Pour autant, cela dépendra du marché. Et compte tenu de la morosité de la conjoncture, dont l’une des conséquences est le peu d’empressement des investisseurs à placer leur argent, ici ou ailleurs du reste, le passage de ces entités dans le giron du privé n’est pas acquis. Une fois de plus, c’est bien pour cette raison que le gouvernement a tablé sur la cession des participations publiques plutôt que sur les privatisations.
En réalité, même si le processus de transfert au privé n’est pas le même dans les deux cas, cela ne constitue pas, dans le contexte d’aujourd’hui et même dans celui de 2010, un gage que les cessions seront plus faciles que les privatisations.
Le ministère des finances sait naturellement tout cela, mieux, il a une solution de rechange qui lui permettrait, en cas de besoin, d’obtenir plus que les 4 milliards budgétisés : céder une partie ou l’ensemble de ces participations dans une ou des entreprises dont la valeur est liquide.
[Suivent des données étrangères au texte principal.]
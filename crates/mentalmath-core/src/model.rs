//! Core data model types for mentalmath.
//!
//! These are the types the whole game passes around: difficulty tiers,
//! arithmetic operators, generated problems, and session configuration.

use serde::{Deserialize, Serialize};
use std::fmt;
use std::str::FromStr;

use crate::error::GameError;

/// Number of rounds played when the user accepts the default.
pub const DEFAULT_ROUNDS: u32 = 10;

/// Named difficulty tier.
///
/// Selects the operand ranges and operator set used by the generator, and
/// the base point value awarded for a correct answer.
#[derive(Debug, Clone, Copy, Default, PartialEq, Eq, Hash, Serialize, Deserialize)]
#[serde(rename_all = "lowercase")]
pub enum Difficulty {
    #[default]
    Easy,
    Medium,
    Hard,
}

impl Difficulty {
    /// All tiers, easiest first.
    pub const ALL: [Difficulty; 3] = [Difficulty::Easy, Difficulty::Medium, Difficulty::Hard];

    /// Points awarded for a correct answer before any bonus.
    pub fn base_points(self) -> u32 {
        match self {
            Difficulty::Easy => 10,
            Difficulty::Medium => 20,
            Difficulty::Hard => 30,
        }
    }

    /// Operators the generator may pick from at this tier.
    pub fn operators(self) -> &'static [Operator] {
        match self {
            Difficulty::Easy => &[Operator::Add, Operator::Subtract],
            Difficulty::Medium => &[Operator::Add, Operator::Subtract, Operator::Multiply],
            Difficulty::Hard => &[
                Operator::Add,
                Operator::Subtract,
                Operator::Multiply,
                Operator::Divide,
            ],
        }
    }
}

impl fmt::Display for Difficulty {
    fn fmt(&self, f: &mut fmt::Formatter<'_>) -> fmt::Result {
        match self {
            Difficulty::Easy => write!(f, "easy"),
            Difficulty::Medium => write!(f, "medium"),
            Difficulty::Hard => write!(f, "hard"),
        }
    }
}

impl FromStr for Difficulty {
    type Err = GameError;

    fn from_str(s: &str) -> Result<Self, Self::Err> {
        match s.trim().to_lowercase().as_str() {
            "easy" => Ok(Difficulty::Easy),
            "medium" => Ok(Difficulty::Medium),
            "hard" => Ok(Difficulty::Hard),
            other => Err(GameError::UnknownDifficulty(other.to_string())),
        }
    }
}

/// A binary arithmetic operator.
#[derive(Debug, Clone, Copy, PartialEq, Eq, Hash, Serialize, Deserialize)]
#[serde(rename_all = "lowercase")]
pub enum Operator {
    Add,
    Subtract,
    Multiply,
    Divide,
}

impl Operator {
    /// The symbol used in question text.
    pub fn symbol(self) -> char {
        match self {
            Operator::Add => '+',
            Operator::Subtract => '-',
            Operator::Multiply => '*',
            Operator::Divide => '/',
        }
    }

    /// Apply the operator. Division is integer division; the generator only
    /// produces exact quotients, and a zero divisor yields `None`.
    pub fn apply(self, lhs: i64, rhs: i64) -> Option<i64> {
        match self {
            Operator::Add => lhs.checked_add(rhs),
            Operator::Subtract => lhs.checked_sub(rhs),
            Operator::Multiply => lhs.checked_mul(rhs),
            Operator::Divide => lhs.checked_div(rhs),
        }
    }
}

impl fmt::Display for Operator {
    fn fmt(&self, f: &mut fmt::Formatter<'_>) -> fmt::Result {
        write!(f, "{}", self.symbol())
    }
}

/// A single arithmetic question and its answer.
#[derive(Debug, Clone, PartialEq, Eq, Serialize, Deserialize)]
pub struct Problem {
    /// Left operand.
    pub lhs: i64,
    /// The operator between the operands.
    pub operator: Operator,
    /// Right operand.
    pub rhs: i64,
    /// The correct integer answer.
    pub answer: i64,
}

impl Problem {
    /// Build a problem, computing its answer from the operands.
    ///
    /// Returns `None` when the operator cannot be applied (division by zero
    /// or overflow).
    pub fn new(lhs: i64, operator: Operator, rhs: i64) -> Option<Self> {
        let answer = operator.apply(lhs, rhs)?;
        Some(Self {
            lhs,
            operator,
            rhs,
            answer,
        })
    }

    /// Question text such as `"7 + 5"`.
    pub fn question(&self) -> String {
        self.to_string()
    }

    /// Whether `guess` is the correct answer.
    pub fn is_correct(&self, guess: i64) -> bool {
        guess == self.answer
    }
}

impl fmt::Display for Problem {
    fn fmt(&self, f: &mut fmt::Formatter<'_>) -> fmt::Result {
        write!(f, "{} {} {}", self.lhs, self.operator, self.rhs)
    }
}

/// Settings chosen by the player before a session starts.
#[derive(Debug, Clone, Copy, PartialEq, Eq, Serialize, Deserialize)]
pub struct SessionConfig {
    /// Difficulty tier for every round.
    pub difficulty: Difficulty,
    /// Number of rounds to play unless the player quits.
    pub rounds: u32,
}

impl Default for SessionConfig {
    fn default() -> Self {
        Self {
            difficulty: Difficulty::default(),
            rounds: DEFAULT_ROUNDS,
        }
    }
}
C’est le cas par exemple de Maroc Telecom où l’Etat détient encore 30%, ou encore de la BCP où la participation est de 43,29%. Le gouvernement pourrait aussi choisir de céder les participations minoritaires qu’il détient encore dans les quatre sucreries acquises par Cosumar. C’est dire que, s’il s’agit simplement de faire rentrer dans les caisses la recette inscrite dans le projet de Budget 2010, la marge de manœuvre est tout de même assez grande. Et néanmoins, il semble bien que le choix de céder tout ou partie des participations publiques dans Maroc Telecom soit le plus probable. Pour au moins deux raisons : d’une part, l’opération, comme déjà indiquée, est rapidement réalisable, et, d’autre part, le titre est très recommandé à l’achat. Avec une cession de seulement 10% des 264 millions d’actions qu’il détient dans l’opérateur historique de téléphonie, le Trésor a déjà les 4 milliards de DH prévus à ce titre – sur la base de la cotation actuelle évidemment. S’il devait vendre la totalité de ses parts, l’Etat empocherait 37 milliards de DH.
Ce scénario, ils sont nombreux à lui donner crédit, eu égard au déficit budgétaire prévisible qui est déjà relativement important (4 %) et qu’il ne faudrait surtout pas creuser davantage par une recette moindre provenant de ce type d’opération ; le FMI, dont une équipe est en tournée au Maroc, ayant recommandé au gouvernement, comme il en a l’habitude, d’essayer de comprimer un peu plus ce déficit.
Mais à vrai dire, il ne s’agit là que d’un déficit prévisible et surtout découlant de la hausse des investissements budgétaires au moment où les recettes fiscales, elles, reculent. Rien ne garantit que l’ensemble des investissements seront réalisés, et cela arrive d’ailleurs plus souvent qu’on le croit.